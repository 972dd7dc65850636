//! State-space search for the sliding eight puzzle.
//!
//! This crate provides the search core: a board type that generates its
//! successor configurations, reference-counted search states that remember
//! their discovery path, and a family of frontier strategies (random,
//! breadth-first, depth-first, greedy, A*) sharing one admission rule.

pub mod board;
pub mod error;
pub mod heuristic;
pub mod searcher;
pub mod state;

// Re-export main types
pub use board::{Board, Direction, CELLS, GOAL_DIGITS, SIZE};
pub use error::SearchError;
pub use heuristic::{by_name, misplaced_tiles, weighted_misplaced, zero_estimate, Heuristic};
pub use searcher::{
    create_searcher, CancelToken, SearchOutcome, SearchResult, Searcher, SearcherParam, Strategy,
};
pub use state::State;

____

Problem description. The records above need to be written out once more, exactly.

Response area.
repository 972dd7dc65850636
//! State-space search for the sliding eight puzzle.
//!
//! This crate provides the search core: a board type that generates its
//! successor configurations, reference-counted search states that remember
//! their discovery path, and a family of frontier strategies (random,
//! breadth-first, depth-first, greedy, A*) sharing one admission rule.

pub mod board;
pub mod error;
pub mod heuristic;
pub mod searcher;
pub mod state;

// Re-export main types
pub use board::{Board, Direction, CELLS, GOAL_DIGITS, SIZE};
pub use error::SearchError;
pub use heuristic::{by_name, misplaced_tiles, weighted_misplaced, zero_estimate, Heuristic};
pub use searcher::{
    create_searcher, CancelToken, SearchOutcome, SearchResult, Searcher, SearcherParam, Strategy,
};
pub use state::State;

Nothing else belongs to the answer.